> **YOUR OBJECTIVE**: Nothing should differ between your output and the entries below.

========================================

//! Client store abstraction.
//!
//! The shop keeps exactly three durable records: the cart, the wishlist and
//! the tickets-sold ledger. Each record is a JSON document that is replaced
//! wholesale on every save; there is no partial merge and no schema
//! versioning.
//!
//! # Implementations
//!
//! - `JsonFileStore` (in `vybz-circle`): one file per record under a data directory
//! - `InMemoryClientStore` (in `vybz-testing`): fast, inspectable test double
//!
//! # Reading
//!
//! [`load_or_default`] never fails: a missing record and a record that no
//! longer parses both come back as the type's empty value. A stale or
//! hand-edited record therefore heals itself on the next save.
//!
//! ```
//! use std::collections::BTreeMap;
//! use vybz_core::store::{load_or_default, ClientStore, StoreError, StoreKey};
//!
//! struct Corrupted;
//!
//! impl ClientStore for Corrupted {
//!     fn read(&self, _key: StoreKey) -> Result<Option<String>, StoreError> {
//!         Ok(Some("{not json".to_string()))
//!     }
//!     fn write(&self, _key: StoreKey, _payload: &str) -> Result<(), StoreError> {
//!         Ok(())
//!     }
//! }
//!
//! let sold: BTreeMap<String, u32> = load_or_default(&Corrupted, StoreKey::TicketsSold);
//! assert!(sold.is_empty());
//! ```

use serde::de::DeserializeOwned;
use serde::{Deserialize, Serialize};
use std::fmt;
use thiserror::Error;

/// Names of the durable records.
#[derive(Clone, Copy, Debug, PartialEq, Eq, Hash, PartialOrd, Ord, Serialize, Deserialize)]
pub enum StoreKey {
    /// Ordered cart lines
    #[serde(rename = "cart")]
    Cart,
    /// Ordered wishlist entries
    #[serde(rename = "wishlist")]
    Wishlist,
    /// Event id → committed ticket count
    #[serde(rename = "ticketsSold")]
    TicketsSold,
}

impl StoreKey {
    /// Every record the shop persists.
    pub const ALL: [Self; 3] = [Self::Cart, Self::Wishlist, Self::TicketsSold];

    /// Storage key as written to the backing store.
    #[must_use]
    pub const fn as_str(self) -> &'static str {
        match self {
            Self::Cart => "cart",
            Self::Wishlist => "wishlist",
            Self::TicketsSold => "ticketsSold",
        }
    }
}

impl fmt::Display for StoreKey {
    fn fmt(&self, f: &mut fmt::Formatter<'_>) -> fmt::Result {
        f.write_str(self.as_str())
    }
}

/// Errors that can occur while reading or writing client store records.
#[derive(Error, Debug)]
pub enum StoreError {
    /// The backing medium could not be read or written.
    #[error("I/O error on record '{key}': {source}")]
    Io {
        /// Record involved
        key: StoreKey,
        /// Underlying error
        #[source]
        source: std::io::Error,
    },

    /// A value could not be encoded to JSON.
    #[error("Serialization error on record '{key}': {message}")]
    Serialization {
        /// Record involved
        key: StoreKey,
        /// Encoder message
        message: String,
    },

    /// The store is unusable (poisoned lock, missing directory, ...).
    #[error("Client store unavailable: {0}")]
    Unavailable(String),
}

/// Durable key/value storage for the shop's client-local records.
///
/// Both operations are synchronous: a save has completed (or failed) by the
/// time it returns, so a reload always reflects the last committed state.
pub trait ClientStore: Send + Sync {
    /// Raw JSON stored under `key`, or `None` if nothing was saved yet.
    ///
    /// # Errors
    ///
    /// Returns [`StoreError`] if the backing medium cannot be read.
    fn read(&self, key: StoreKey) -> Result<Option<String>, StoreError>;

    /// Replace the record under `key` with `payload`.
    ///
    /// # Errors
    ///
    /// Returns [`StoreError`] if the backing medium cannot be written.
    fn write(&self, key: StoreKey, payload: &str) -> Result<(), StoreError>;
}

/// Load a record, falling back to `T::default()` when it is absent,
/// unreadable or malformed.
pub fn load_or_default<T>(store: &dyn ClientStore, key: StoreKey) -> T
where
    T: DeserializeOwned + Default,
{
    let raw = match store.read(key) {
        Ok(Some(raw)) => raw,
        Ok(None) => return T::default(),
        Err(error) => {
            tracing::warn!(key = %key, error = %error, "Client store read failed, using empty record");
            return T::default();
        },
    };

    match serde_json::from_str(&raw) {
        Ok(value) => value,
        Err(error) => {
            tracing::warn!(key = %key, error = %error, "Stored record is malformed, using empty record");
            T::default()
        },
    }
}

/// Serialize `value` and overwrite the record under `key`.
///
/// # Errors
///
/// Returns [`StoreError`] if encoding or writing fails.
pub fn save<T>(store: &dyn ClientStore, key: StoreKey, value: &T) -> Result<(), StoreError>
where
    T: Serialize + ?Sized,
{
    let payload = serde_json::to_string(value)
        .map_err(|e| StoreError::Serialization { key, message: e.to_string() })?;
    store.write(key, &payload)
}

#[cfg(test)]
#[allow(clippy::unwrap_used)]
mod tests {
    use super::*;
    use std::collections::HashMap;
    use std::sync::Mutex;

    #[derive(Default)]
    struct MapStore(Mutex<HashMap<StoreKey, String>>);

    impl ClientStore for MapStore {
        fn read(&self, key: StoreKey) -> Result<Option<String>, StoreError> {
            Ok(self.0.lock().unwrap().get(&key).cloned())
        }

        fn write(&self, key: StoreKey, payload: &str) -> Result<(), StoreError> {
            self.0.lock().unwrap().insert(key, payload.to_string());
            Ok(())
        }
    }

    struct BrokenStore;

    impl ClientStore for BrokenStore {
        fn read(&self, key: StoreKey) -> Result<Option<String>, StoreError> {
            Err(StoreError::Io {
                key,
                source: std::io::Error::other("disk gone"),
            })
        }

        fn write(&self, _key: StoreKey, _payload: &str) -> Result<(), StoreError> {
            Err(StoreError::Unavailable("read only".to_string()))
        }
    }

    #[test]
    fn missing_record_loads_as_default() {
        let store = MapStore::default();
        let cart: Vec<u32> = load_or_default(&store, StoreKey::Cart);
        assert!(cart.is_empty());
    }

    #[test]
    fn save_then_load_replaces_whole_record() {
        let store = MapStore::default();
        save(&store, StoreKey::Wishlist, &vec![1, 2, 3]).unwrap();
        save(&store, StoreKey::Wishlist, &vec![9]).unwrap();

        let wishlist: Vec<u32> = load_or_default(&store, StoreKey::Wishlist);
        assert_eq!(wishlist, vec![9]);
    }

    #[test]
    fn structurally_incompatible_record_loads_as_default() {
        let store = MapStore::default();
        store.write(StoreKey::Cart, r#"{"id": "not-a-list"}"#).unwrap();

        let cart: Vec<u32> = load_or_default(&store, StoreKey::Cart);
        assert!(cart.is_empty());
    }

    #[test]
    fn read_failure_loads_as_default() {
        let sold: HashMap<String, u32> = load_or_default(&BrokenStore, StoreKey::TicketsSold);
        assert!(sold.is_empty());
    }

    #[test]
    fn write_failure_is_reported() {
        let result = save(&BrokenStore, StoreKey::Cart, &Vec::<u32>::new());
        assert!(matches!(result, Err(StoreError::Unavailable(_))));
    }

    #[test]
    fn keys_use_client_record_names() {
        assert_eq!(StoreKey::TicketsSold.to_string(), "ticketsSold");
        assert_eq!(
            StoreKey::ALL.map(StoreKey::as_str),
            ["cart", "wishlist", "ticketsSold"]
        );
    }
}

========================================

> **PROBLEM SOLUTION**:
//! Client store abstraction.
//!
//! The shop keeps exactly three durable records: the cart, the wishlist and
//! the tickets-sold ledger. Each record is a JSON document that is replaced
//! wholesale on every save; there is no partial merge and no schema
//! versioning.
//!
//! # Implementations
//!
//! - `JsonFileStore` (in `vybz-circle`): one file per record under a data directory
//! - `InMemoryClientStore` (in `vybz-testing`): fast, inspectable test double
//!
//! # Reading
//!
//! [`load_or_default`] never fails: a missing record and a record that no
//! longer parses both come back as the type's empty value. A stale or
//! hand-edited record therefore heals itself on the next save.
//!
//! ```
//! use std::collections::BTreeMap;
//! use vybz_core::store::{load_or_default, ClientStore, StoreError, StoreKey};
//!
//! struct Corrupted;
//!
//! impl ClientStore for Corrupted {
//!     fn read(&self, _key: StoreKey) -> Result<Option<String>, StoreError> {
//!         Ok(Some("{not json".to_string()))
//!     }
//!     fn write(&self, _key: StoreKey, _payload: &str) -> Result<(), StoreError> {
//!         Ok(())
//!     }
//! }
//!
//! let sold: BTreeMap<String, u32> = load_or_default(&Corrupted, StoreKey::TicketsSold);
//! assert!(sold.is_empty());
//! ```

use serde::de::DeserializeOwned;
use serde::{Deserialize, Serialize};
use std::fmt;
use thiserror::Error;

/// Names of the durable records.
#[derive(Clone, Copy, Debug, PartialEq, Eq, Hash, PartialOrd, Ord, Serialize, Deserialize)]
pub enum StoreKey {
    /// Ordered cart lines
    #[serde(rename = "cart")]
    Cart,
    /// Ordered wishlist entries
    #[serde(rename = "wishlist")]
    Wishlist,
    /// Event id → committed ticket count
    #[serde(rename = "ticketsSold")]
    TicketsSold,
}

impl StoreKey {
    /// Every record the shop persists.
    pub const ALL: [Self; 3] = [Self::Cart, Self::Wishlist, Self::TicketsSold];

    /// Storage key as written to the backing store.
    #[must_use]
    pub const fn as_str(self) -> &'static str {
        match self {
            Self::Cart => "cart",
            Self::Wishlist => "wishlist",
            Self::TicketsSold => "ticketsSold",
        }
    }
}

impl fmt::Display for StoreKey {
    fn fmt(&self, f: &mut fmt::Formatter<'_>) -> fmt::Result {
        f.write_str(self.as_str())
    }
}

/// Errors that can occur while reading or writing client store records.
#[derive(Error, Debug)]
pub enum StoreError {
    /// The backing medium could not be read or written.
    #[error("I/O error on record '{key}': {source}")]
    Io {
        /// Record involved
        key: StoreKey,
        /// Underlying error
        #[source]
        source: std::io::Error,
    },

    /// A value could not be encoded to JSON.
    #[error("Serialization error on record '{key}': {message}")]
    Serialization {
        /// Record involved
        key: StoreKey,
        /// Encoder message
        message: String,
    },

    /// The store is unusable (poisoned lock, missing directory, ...).
    #[error("Client store unavailable: {0}")]
    Unavailable(String),
}

/// Durable key/value storage for the shop's client-local records.
///
/// Both operations are synchronous: a save has completed (or failed) by the
/// time it returns, so a reload always reflects the last committed state.
pub trait ClientStore: Send + Sync {
    /// Raw JSON stored under `key`, or `None` if nothing was saved yet.
    ///
    /// # Errors
    ///
    /// Returns [`StoreError`] if the backing medium cannot be read.
    fn read(&self, key: StoreKey) -> Result<Option<String>, StoreError>;

    /// Replace the record under `key` with `payload`.
    ///
    /// # Errors
    ///
    /// Returns [`StoreError`] if the backing medium cannot be written.
    fn write(&self, key: StoreKey, payload: &str) -> Result<(), StoreError>;
}

/// Load a record, falling back to `T::default()` when it is absent,
/// unreadable or malformed.
pub fn load_or_default<T>(store: &dyn ClientStore, key: StoreKey) -> T
where
    T: DeserializeOwned + Default,
{
    let raw = match store.read(key) {
        Ok(Some(raw)) => raw,
        Ok(None) => return T::default(),
        Err(error) => {
            tracing::warn!(key = %key, error = %error, "Client store read failed, using empty record");
            return T::default();
        },
    };

    match serde_json::from_str(&raw) {
        Ok(value) => value,
        Err(error) => {
            tracing::warn!(key = %key, error = %error, "Stored record is malformed, using empty record");
            T::default()
        },
    }
}

/// Serialize `value` and overwrite the record under `key`.
///
/// # Errors
///
/// Returns [`StoreError`] if encoding or writing fails.
pub fn save<T>(store: &dyn ClientStore, key: StoreKey, value: &T) -> Result<(), StoreError>
where
    T: Serialize + ?Sized,
{
    let payload = serde_json::to_string(value)
        .map_err(|e| StoreError::Serialization { key, message: e.to_string() })?;
    store.write(key, &payload)
}

#[cfg(test)]
#[allow(clippy::unwrap_used)]
mod tests {
    use super::*;
    use std::collections::HashMap;
    use std::sync::Mutex;

    #[derive(Default)]
    struct MapStore(Mutex<HashMap<StoreKey, String>>);

    impl ClientStore for MapStore {
        fn read(&self, key: StoreKey) -> Result<Option<String>, StoreError> {
            Ok(self.0.lock().unwrap().get(&key).cloned())
        }

        fn write(&self, key: StoreKey, payload: &str) -> Result<(), StoreError> {
            self.0.lock().unwrap().insert(key, payload.to_string());
            Ok(())
        }
    }

    struct BrokenStore;

    impl ClientStore for BrokenStore {
        fn read(&self, key: StoreKey) -> Result<Option<String>, StoreError> {
            Err(StoreError::Io {
                key,
                source: std::io::Error::other("disk gone"),
            })
        }

        fn write(&self, _key: StoreKey, _payload: &str) -> Result<(), StoreError> {
            Err(StoreError::Unavailable("read only".to_string()))
        }
    }

    #[test]
    fn missing_record_loads_as_default() {
        let store = MapStore::default();
        let cart: Vec<u32> = load_or_default(&store, StoreKey::Cart);
        assert!(cart.is_empty());
    }

    #[test]
    fn save_then_load_replaces_whole_record() {
        let store = MapStore::default();
        save(&store, StoreKey::Wishlist, &vec![1, 2, 3]).unwrap();
        save(&store, StoreKey::Wishlist, &vec![9]).unwrap();

        let wishlist: Vec<u32> = load_or_default(&store, StoreKey::Wishlist);
        assert_eq!(wishlist, vec![9]);
    }

    #[test]
    fn structurally_incompatible_record_loads_as_default() {
        let store = MapStore::default();
        store.write(StoreKey::Cart, r#"{"id": "not-a-list"}"#).unwrap();

        let cart: Vec<u32> = load_or_default(&store, StoreKey::Cart);
        assert!(cart.is_empty());
    }

    #[test]
    fn read_failure_loads_as_default() {
        let sold: HashMap<String, u32> = load_or_default(&BrokenStore, StoreKey::TicketsSold);
        assert!(sold.is_empty());
    }

    #[test]
    fn write_failure_is_reported() {
        let result = save(&BrokenStore, StoreKey::Cart, &Vec::<u32>::new());
        assert!(matches!(result, Err(StoreError::Unavailable(_))));
    }

    #[test]
    fn keys_use_client_record_names() {
        assert_eq!(StoreKey::TicketsSold.to_string(), "ticketsSold");
        assert_eq!(
            StoreKey::ALL.map(StoreKey::as_str),
            ["cart", "wishlist", "ticketsSold"]
        );
    }
}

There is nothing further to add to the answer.